In the article, Toensing wrote that "Plame was not covert. She worked at CIA headquarters and had not been stationed abroad within five years of the date" of the administration's leak of her identity in a July 14, 2003, column by Robert Novak. (Again, note the use of "stationed" rather than the law's actual language, "served.")
Even ignoring the word substitutions, Toensing's claim was legalistic at best since it obscured the larger point that Plame was working undercover in a classified CIA position and was running agents abroad whose safety would be put at risk by an unauthorized disclosure of Plame's identity.
Yet, the strange parlor game of excusing the Bush administration for its retaliatory leak of Plame's identity continued.
In a March 7, 2007, editorial, after Libby was convicted of perjury and obstructing justice, Washington Post editors reserved their harshest words for Wilson, declaring that the former ambassador "will be remembered as a blowhard" and a liar for claiming that the White House had sought retribution for his public criticism of Bush's Niger claims.
"The [Libby] trial has provided convincing evidence that there was no conspiracy to punish Mr. Wilson by leaking Ms. Plame's identity - and no evidence that she was, in fact, covert," the Post editorial stated.
But everything in the Post attack on Wilson was either a gross distortion or a lie. Wilson was correct when he alleged that the White House was punishing him for his Iraq War criticism. Indeed, the Washington Post's own reporters had described this reality in the news pages.
On Sept. 28, 2003, a Post news article reported that a White House official disclosed that the administration had informed at least six reporters about Plame's identity and did so "purely and simply out of revenge" against Wilson.
Special prosecutor Fitzgerald made the same point in a court filing in the Libby case, stating that the investigation had uncovered a "concerted" effort by the White House to "discredit, punish or seek revenge against" Wilson because of his criticism of the administration. [Washington Post, April 9, 2006]
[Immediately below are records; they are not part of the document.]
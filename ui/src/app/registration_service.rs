use dioxus::prelude::*;

use crate::components::display::NoticeBanner;
use crate::components::forms::{BasicInfoForm, CategorySelectionForm};
use crate::registration::{execute_submission, Advance, Retreat, Role, WizardAction, WizardState};
use crate::services::client::{AuthClient, BrowserSession, UserRecord};
use crate::services::config::ClientConfig;
use crate::{console_info, console_warn};

#[derive(Props, PartialEq, Clone)]
pub struct RegistrationServiceProps {
    /// Role picked before entering the wizard, opens it in register mode
    #[props(!optional)]
    pub initial_role: Option<Role>,
    /// Back pressed on the first step
    pub on_exit: EventHandler<()>,
    /// Session stored, the caller decides where to go next
    pub on_authenticated: EventHandler<UserRecord>,
}

/// Sends the wizard request in the background and records the outcome
fn start_submission(
    mut state: Signal<WizardState>,
    config: ClientConfig,
    on_authenticated: EventHandler<UserRecord>,
) {
    let request = match state.with_mut(|s| s.begin_submission()) {
        Ok(request) => request,
        Err(e) => {
            console_warn!("[Registration] Submission not started: {}", e);
            return;
        }
    };

    spawn(async move {
        let client = AuthClient::new(config);
        let session = BrowserSession::default();

        let result = execute_submission(&client, &session, &request).await;
        let user = result.as_ref().ok().map(|response| response.user.clone());

        state.with_mut(|s| s.reduce_in_place(WizardAction::SubmissionFinished(result)));

        if let Some(user) = user {
            console_info!("[Registration] Authenticated user {} ({})", user.id, user.role);
            on_authenticated.call(user);
        }
    });
}

#[component]
pub fn RegistrationService(props: RegistrationServiceProps) -> Element {
    let initial_role = props.initial_role;
    let on_exit = props.on_exit;
    let on_authenticated = props.on_authenticated;

    // Consolidated state management
    let config = use_hook(ClientConfig::from_build_env);
    let mut state = use_signal({
        let config = config.clone();
        move || WizardState::for_entry(initial_role, &config)
    });

    // Dispatch function for actions - using in-place reduction to preserve Dioxus Signal reactivity
    let dispatch = EventHandler::new(move |action: WizardAction| {
        state.with_mut(|s| s.reduce_in_place(action));
    });

    let on_advance = EventHandler::new(move |_: ()| {
        match state.with_mut(|s| s.advance()) {
            Ok(Advance::Submit) => start_submission(state, config.clone(), on_authenticated),
            Ok(Advance::Step(step)) => {
                console_info!("[Registration] Moved to step {}", step.number());
            }
            Err(e) => {
                console_info!("[Registration] Step blocked: {}", e);
            }
        }
    });

    let on_retreat = EventHandler::new(move |_: ()| {
        if state.with_mut(|s| s.retreat()) == Retreat::ExitWizard {
            on_exit.call(());
        }
    });

    let current = state();
    let step_label = if current.is_register() && current.role.requires_categories() {
        format!("Step {} of 2", current.step_number())
    } else {
        String::new()
    };

    rsx! {
        div {
            class: "registration-service-container",

            div {
                class: "title-container",
                button {
                    class: "back-button",
                    r#type: "button",
                    "data-testid": "back-button",
                    onclick: move |_| on_retreat.call(()),
                    "←"
                }
                span {
                    class: "step-indicator",
                    "{step_label}"
                }
            }

            NoticeBanner {
                notice: current.notice.clone(),
                on_dismiss: move |_| dispatch.call(WizardAction::DismissNotice)
            }

            if current.should_show_categories() {
                CategorySelectionForm {
                    state: state,
                    dispatch: dispatch,
                    on_advance: on_advance,
                    on_retreat: on_retreat
                }
            } else {
                BasicInfoForm {
                    state: state,
                    dispatch: dispatch,
                    on_advance: on_advance
                }
            }
        }
    }
}
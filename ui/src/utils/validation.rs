/// Required-field rule: whitespace-only input counts as missing
pub fn is_blank(value: &str) -> bool {
    value.trim().is_empty()
}

/// Email presence check: one @ with text on both sides and no inner spaces
pub fn is_valid_email(email: &str) -> bool {
    let email = email.trim();
    if email.chars().any(char::is_whitespace) {
        return false;
    }

    match email.split_once('@') {
        Some((local_part, domain_part)) => {
            !local_part.is_empty() && !domain_part.is_empty() && !domain_part.contains('@')
        }
        None => false,
    }
}

pub fn input_class(has_error: bool) -> &'static str {
    if has_error {
        "input-field input-invalid"
    } else {
        "input-field"
    }
}

#[cfg(test)]
mod tests {
    use super::*;

    #[test]
    fn test_is_blank() {
        assert!(is_blank(""));
        assert!(is_blank("   \t"));
        assert!(!is_blank(" Ana "));
    }

    #[test]
    fn test_email_shape() {
        assert!(is_valid_email("ana@example.org"));
        assert!(is_valid_email("  ana.silva@mail.example.fr "));
        assert!(is_valid_email("ana@localhost"));
        assert!(!is_valid_email("ana"));
        assert!(!is_valid_email("ana@@example.org"));
        assert!(!is_valid_email("ana@ex@ample.org"));
        assert!(!is_valid_email("@example.org"));
        assert!(!is_valid_email("ana@"));
        assert!(!is_valid_email("ana silva@example.org"));
    }
}
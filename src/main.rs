// Copyright (c) 2025 Fabstir
// SPDX-License-Identifier: BUSL-1.1
use anyhow::Result;
use product_vision_node::{
    api::{start_server, AppState},
    config::VisionConfig,
    version,
};
use std::env;
use tokio::signal;

#[tokio::main]
async fn main() -> Result<()> {
    // Load .env before reading configuration
    dotenv::dotenv().ok();

    // Initialize tracing subscriber for logging
    if env::var("RUST_LOG").is_err() {
        env::set_var("RUST_LOG", "info");
    }
    tracing_subscriber::fmt::init();

    println!("🚀 Starting Product Vision Node...\n");
    println!("📦 BUILD VERSION: {}", version::VERSION);
    println!("📅 Build Date: {}", version::BUILD_DATE);
    println!();

    let config = VisionConfig::from_env();

    println!("👁️  Initializing inference service...");
    println!("   Default model: {}", config.default_model_name);
    println!("   Weights: {}", config.default_model_path);
    for (name, path) in &config.models {
        println!("   Extra model: {} -> {}", name, path);
    }

    let state = AppState::from_config(&config);
    if state.service.capability().is_available() {
        println!("✅ Detector backend available (models load on first request)");
    } else {
        println!("⚠️  Detector backend unavailable - predictions will use the mock catalog");
    }

    // Warm the default model so configuration errors show up at startup
    match state.service.load_model(&config.default_model_name).await {
        Ok(_) => println!("✅ Default model ready"),
        Err(e) => {
            println!("⚠️  Failed to load default model: {}", e);
            println!("   /v1/detect will return 503 until the weights are fixed");
        }
    }

    let addr = config.api_addr();
    println!("🌐 API server starting on http://{}", addr);

    tokio::select! {
        result = start_server(&addr, state) => result?,
        _ = signal::ctrl_c() => {
            println!("\n👋 Shutting down Product Vision Node...");
        }
    }

    Ok(())
}
// Copyright (c) 2025 Fabstir
// SPDX-License-Identifier: BUSL-1.1
//! Picks the single answer returned for an image from its detections

use serde::{Deserialize, Serialize};
use serde_json::{json, Map, Value};
use tracing::info;

use super::detector::{Detection, DetectionSet};

/// Label returned when the detector found nothing
pub const NO_PRODUCT_LABEL: &str = "No Product Detected";
/// Label returned when the detector output could not be interpreted
pub const UNKNOWN_LABEL: &str = "Unknown";
/// Class id carried by sentinel results
pub const NO_CLASS_ID: i64 = -1;

/// Uniform prediction payload returned by every path (real, mock, sentinel)
#[derive(Debug, Clone, PartialEq, Serialize, Deserialize)]
#[serde(rename_all = "camelCase")]
pub struct PredictionResult {
    #[serde(rename = "prediction")]
    pub label: String,
    /// Confidence score (0.0-1.0)
    pub confidence: f32,
    /// -1 for sentinel results
    pub class_id: i64,
    pub metadata: Map<String, Value>,
}

impl PredictionResult {
    /// Sentinel for "detector ran and found nothing"
    pub fn no_detection() -> Self {
        let mut metadata = Map::new();
        metadata.insert("message".to_string(), json!("No objects found"));
        Self {
            label: NO_PRODUCT_LABEL.to_string(),
            confidence: 0.0,
            class_id: NO_CLASS_ID,
            metadata,
        }
    }

    /// Sentinel for "detector output was unusable"
    pub fn unknown() -> Self {
        Self {
            label: UNKNOWN_LABEL.to_string(),
            confidence: 0.0,
            class_id: NO_CLASS_ID,
            metadata: Map::new(),
        }
    }

    pub fn is_sentinel(&self) -> bool {
        self.class_id == NO_CLASS_ID
    }

    /// `metadata.modelVersion`, if present
    pub fn model_version(&self) -> Option<&str> {
        self.metadata.get("modelVersion").and_then(Value::as_str)
    }
}

/// Choose the answer for one image.
///
/// - empty set: the "No Product Detected" sentinel
/// - no entry with a finite confidence in [0, 1]: the "Unknown" sentinel
/// - otherwise the highest-confidence entry; on ties the earliest one wins.
///   `metadata.allDetections` lists every entry in backend order.
pub fn select(detections: &DetectionSet, model_version: &str) -> PredictionResult {
    if detections.is_empty() {
        info!("No objects detected in image.");
        return PredictionResult::no_detection();
    }

    let Some(top) = first_max(detections) else {
        return PredictionResult::unknown();
    };

    info!("Detected class: {} ({:.2})", top.class_name, top.confidence);

    let all_detections: Vec<Value> = detections
        .iter()
        .map(|d| json!({ "class": d.class_name, "conf": confidence_value(d.confidence) }))
        .collect();

    let mut metadata = Map::new();
    metadata.insert("modelVersion".to_string(), json!(model_version));
    metadata.insert("allDetections".to_string(), Value::Array(all_detections));

    PredictionResult {
        label: top.class_name.clone(),
        confidence: top.confidence,
        class_id: top.class_id,
        metadata,
    }
}

/// Widen to f64 keeping the shortest f32 decimal form, so `0.8f32` stays `0.8`
/// instead of `0.800000011920929`
fn confidence_value(confidence: f32) -> f64 {
    confidence
        .to_string()
        .parse()
        .unwrap_or(f64::from(confidence))
}

fn is_well_formed(confidence: f32) -> bool {
    confidence.is_finite() && (0.0..=1.0).contains(&confidence)
}

/// First entry holding the strictly maximal well-formed confidence
fn first_max(detections: &[Detection]) -> Option<&Detection> {
    detections
        .iter()
        .filter(|d| is_well_formed(d.confidence))
        .fold(None, |best: Option<&Detection>, d| match best {
            Some(current) if d.confidence <= current.confidence => Some(current),
            _ => Some(d),
        })
}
As for the March 7, 2007, editorial's statement about Plame not being "covert," the Post's editorial page editor Fred Hiatt apparently was still hanging his hat on Victoria Toensing's erroneous definition of a "covert" officer under the identities law.
Regarding the supposed lack of evidence at the Libby trial about Plame's covert status, the Post editorial left out the context: Libby's defense attorneys argued against admission of that evidence because it would prejudice the jury and the judge ruled Plame's covert status to be largely irrelevant to a case narrowly constructed about Libby's lying.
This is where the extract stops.